■ WHAT YOU HAVE TO DO ■
Only the lines below, from the one with "pub fn cancellation(&self)" through the one with "let period = self.intervals.probe;", are to be written out, exactly.

Collection entries

************

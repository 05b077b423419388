use std::collections::HashMap;
use std::future::Future;
use std::sync::{Arc, Mutex, PoisonError};
use std::time::Duration;
use tokio::time::{MissedTickBehavior, interval};
use tokio_util::sync::CancellationToken;
use tokio_util::task::TaskTracker;
use tracing::{debug, error, info};

use crate::config::FleetConfig;
use crate::error::FleetResult;
use crate::monitor::{CycleReport, FleetMonitor};
use crate::registry::ProbeLane;

#[derive(Debug, Clone, Copy)]
pub struct Intervals {
    pub probe: Duration,
    pub cleanup: Duration,
    pub reconcile: Duration,
    pub watchdog: Duration,
}

impl Intervals {
    pub fn from_config(config: &FleetConfig) -> Self {
        Self {
            probe: config.probe_interval(),
            cleanup: config.cleanup_interval(),
            reconcile: config.reconcile_interval(),
            watchdog: config.watchdog_interval(),
        }
    }
}

type LaneLocks = Mutex<HashMap<Option<i64>, Arc<tokio::sync::Mutex<()>>>>;

/// Drives the periodic cycles. Cycles of one lane never overlap; different
/// lanes and the maintenance cycles run concurrently.
pub struct Scheduler {
    monitor: Arc<FleetMonitor>,
    intervals: Intervals,
    cancel: CancellationToken,
    tracker: TaskTracker,
    lanes: Arc<LaneLocks>,
}

impl Scheduler {
    pub fn new(monitor: Arc<FleetMonitor>, intervals: Intervals) -> Self {
        Self {
            monitor,
            intervals,
            cancel: CancellationToken::new(),
            tracker: TaskTracker::new(),
            lanes: Arc::new(Mutex::new(HashMap::new())),
        }
    }

    pub fn cancellation(&self) -> CancellationToken {
        self.cancel.clone()
    }

    pub fn start(&self) {
        info!(
            probe = ?self.intervals.probe,
            cleanup = ?self.intervals.cleanup,
            reconcile = ?self.intervals.reconcile,
            watchdog = ?self.intervals.watchdog,
            "Starting fleet scheduler"
        );

        let dispatcher = Dispatcher {
            monitor: self.monitor.clone(),
            cancel: self.cancel.clone(),
            tracker: self.tracker.clone(),
            lanes: self.lanes.clone(),
        };
        let period = self.intervals.probe;
        self.tracker.spawn(async move { dispatcher.run(period).await });

        let monitor = self.monitor.clone();
        self.spawn_periodic("cleanup", self.intervals.cleanup, move || {
            let monitor = monitor.clone();
            async move { monitor.run_cleanup().await.map(|_| ()) }
        });

        let monitor = self.monitor.clone();
        self.spawn_periodic("reconcile", self.intervals.reconcile, move || {
            let monitor = monitor.clone();
            async move { monitor.run_reconcile().await.map(|_| ()) }
        });

        let monitor = self.monitor.clone();
        self.spawn_periodic("watchdog", self.intervals.watchdog, move || {
            let monitor = monitor.clone();
            async move { monitor.run_watchdog().await.map(|_| ()) }
        });
    }

    fn spawn_periodic<F, Fut>(&self, name: &'static str, period: Duration, cycle: F)
    where
        F: Fn() -> Fut + Send + 'static,
        Fut: Future<Output = FleetResult<()>> + Send + 'static,
    {
        let cancel = self.cancel.clone();
        self.tracker.spawn(async move {
            let mut ticker = interval(period);
            ticker.set_missed_tick_behavior(MissedTickBehavior::Skip);
            loop {
                tokio::select! {
                    _ = cancel.cancelled() => break,
                    _ = ticker.tick() => {}
                }
                debug!("Running {} cycle", name);
                if let Err(e) = cycle().await {
                    error!("Fleet {} cycle failed: {}", name, e);
                }
            }
            debug!("{} loop stopped", name);
        });
    }

    /// Runs one cycle of the lane now, or returns `None` if a cycle of the
    /// same lane is still in flight.
    pub async fn run_lane_once(&self, lane: &ProbeLane) -> Option<FleetResult<CycleReport>> {
        let lock = lane_lock(&self.lanes, lane.group_id);
        let _guard = lock.try_lock_owned().ok()?;
        Some(self.monitor.run_probe_cycle(lane, &self.cancel).await)
    }

    /// Cancels every loop, aborts in-flight probing and waits for running
    /// cycles, including started migrations, to finish.
    pub async fn stop(&self) {
        info!("Stopping fleet scheduler...");
        self.cancel.cancel();
        self.tracker.close();
        self.tracker.wait().await;
        info!("Fleet scheduler stopped");
    }
}

fn lane_lock(locks: &LaneLocks, lane: Option<i64>) -> Arc<tokio::sync::Mutex<()>> {
    locks
        .lock()
        .unwrap_or_else(PoisonError::into_inner)
        .entry(lane)
        .or_default()
        .clone()
}

struct Dispatcher {
    monitor: Arc<FleetMonitor>,
    cancel: CancellationToken,
    tracker: TaskTracker,
    lanes: Arc<LaneLocks>,
}

impl Dispatcher {
    async fn run(self, period: Duration) {
        let mut ticker = interval(period);
        ticker.set_missed_tick_behavior(MissedTickBehavior::Skip);
        loop {
            tokio::select! {
                _ = self.cancel.cancelled() => break,
                _ = ticker.tick() => {}
            }

            for lane in self.monitor.registry().probe_lanes().await {
                let lock = lane_lock(&self.lanes, lane.group_id);
                let Ok(guard) = lock.try_lock_owned() else {
                    debug!(lane = %lane.name, "Previous cycle still running, skipping tick");
                    continue;
                };

                let monitor = self.monitor.clone();
                let cancel = self.cancel.clone();
                self.tracker.spawn(async move {
                    let _guard = guard;
                    if let Err(e) = monitor.run_probe_cycle(&lane, &cancel).await {
                        error!(lane = %lane.name, "Probe cycle failed: {}", e);
                    }
                });
            }
        }
        debug!("Probe dispatcher stopped");
    }
}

************

■ THE COMPLETED TASK ■
    pub fn cancellation(&self) -> CancellationToken {
        self.cancel.clone()
    }

    pub fn start(&self) {
        info!(
            probe = ?self.intervals.probe,
            cleanup = ?self.intervals.cleanup,
            reconcile = ?self.intervals.reconcile,
            watchdog = ?self.intervals.watchdog,
            "Starting fleet scheduler"
        );

        let dispatcher = Dispatcher {
            monitor: self.monitor.clone(),
            cancel: self.cancel.clone(),
            tracker: self.tracker.clone(),
            lanes: self.lanes.clone(),
        };
        let period = self.intervals.probe;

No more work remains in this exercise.